A facile mechanochemical route to a covalently bonded graphitic carbon nitride (g-C3N4) and fullerene hybrid toward enhanced visible light photocatalytic hydrogen production

Graphitic carbon nitride (g-C₃N₄) as an emerging two-dimensional (2D) nanomaterial has been commonly used as a metal-free photocatalyst with potential applications in visible light photocatalytic water-splitting. However, the photocatalytic activity of g-C₃N₄ is quite low due to its relatively large band gap and the existence of contact resistance between the nanosheets.

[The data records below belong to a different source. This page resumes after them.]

//! Response rewriting middleware.
//!
//! Buffers the complete body of an eligible response, hands it to a
//! [`ResponseTransform`], and sends whatever the transform returns with a
//! corrected `content-length`.

use std::future::Future;
use std::sync::Arc;

use axum::{
    body::{Body, Bytes},
    extract::{Request, State},
    http::{header, HeaderValue, StatusCode},
    middleware::Next,
    response::{IntoResponse, Response},
};
use futures::StreamExt;

use crate::site::is_page_path;

/// Errors a transform can report.
#[derive(Debug, thiserror::Error)]
pub enum TransformError {
    #[error("Failed to read response body: {0}")]
    Body(String),

    #[error("Transform failed for {path}: {message}")]
    Failed { path: String, message: String },
}

/// A rewrite applied to buffered responses.
pub trait ResponseTransform: Send + Sync + 'static {
    /// Whether the response to `request` should be intercepted.
    ///
    /// Defaults to pages: paths ending in `/` or `.html`.
    fn filter(&self, request: &Request) -> bool {
        is_page_path(request.uri().path())
    }

    /// Rewrite the full response body for `path`.
    ///
    /// `Ok(None)` sends the original body unchanged.
    fn transform(
        &self,
        path: String,
        body: Bytes,
    ) -> impl Future<Output = Result<Option<Bytes>, TransformError>> + Send;
}

/// Accumulates the chunks of a response body until it is ended.
///
/// Writes after `end` are refused, and a second `end` is a no-op.
#[derive(Debug, Default)]
pub struct ResponseBuffer {
    chunks: Vec<Bytes>,
    ended: bool,
}

impl ResponseBuffer {
    /// Create an empty buffer.
    pub fn new() -> Self {
        Self::default()
    }

    /// Append a chunk. Returns `false` once the buffer has been ended.
    pub fn write(&mut self, chunk: Bytes) -> bool {
        if self.ended {
            return false;
        }
        if !chunk.is_empty() {
            self.chunks.push(chunk);
        }
        true
    }

    /// Mark the body complete. Returns `false` if it was already ended.
    pub fn end(&mut self) -> bool {
        if self.ended {
            return false;
        }
        self.ended = true;
        true
    }

    /// Whether `end` has been called.
    pub fn is_ended(&self) -> bool {
        self.ended
    }

    /// The buffered body as one contiguous value.
    pub fn into_bytes(self) -> Bytes {
        match self.chunks.len() {
            0 => Bytes::new(),
            1 => self.chunks.into_iter().next().unwrap_or_default(),
            _ => self.chunks.concat().into(),
        }
    }
}

/// Middleware entry point; install with `axum::middleware::from_fn_with_state`.
///
/// Only successful responses are rewritten. A failing transform is logged and
/// answered with `500` so the response always completes.
pub async fn transform_response<T: ResponseTransform>(
    State(transform): State<Arc<T>>,
    request: Request,
    next: Next,
) -> Response {
    if !transform.filter(&request) {
        return next.run(request).await;
    }

    let path = request.uri().path().to_string();
    let response = next.run(request).await;
    if !response.status().is_success() {
        return response;
    }

    let (mut parts, body) = response.into_parts();

    let mut buffer = ResponseBuffer::new();
    let mut stream = body.into_data_stream();
    while let Some(chunk) = stream.next().await {
        match chunk {
            Ok(chunk) => {
                buffer.write(chunk);
            }
            Err(e) => {
                tracing::error!("{}", TransformError::Body(format!("{}: {}", path, e)));
                return StatusCode::INTERNAL_SERVER_ERROR.into_response();
            }
        }
    }
    buffer.end();
    let original = buffer.into_bytes();

    let body = match transform.transform(path, original.clone()).await {
        Ok(Some(replacement)) => replacement,
        Ok(None) => original,
        Err(e) => {
            tracing::error!("{}", e);
            return StatusCode::INTERNAL_SERVER_ERROR.into_response();
        }
    };

    parts
        .headers
        .insert(header::CONTENT_LENGTH, HeaderValue::from(body.len()));
    Response::from_parts(parts, Body::from(body))
}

Herein we report for the first time the facile synthesis of a covalently bonded g-C₃N₄/C₆₀ hybrid via a solid-state mechanochemical route and its application in photocatalytic hydrogen production under visible light. The g-C₃N₄/C₆₀ hybrid was synthesized by ball-milling g-C₃N₄ and C₆₀ in the presence of lithium hydroxide (LiOH) as a catalyst. The hybrid nature and conformation of the g-C₃N₄/C₆₀ hybrid were confirmed by a series of spectroscopic and morphological studies, featuring the covalent bonding of C₆₀ onto the edges of g-C₃N₄ nanosheets via a four-membered ring of azetidine, which has never been reported in fullerene chemistry. The g-C₃N₄/C₆₀ hybrid was further applied to metal-free visible light photocatalytic hydrogen production, affording a H₂ production rate of 266 μmol h^-1 g^-1 without using any noble metal cocatalyst such as Pt, which is about 4.0 times higher than that obtained for the pristine g-C₃N₄ photocatalyst.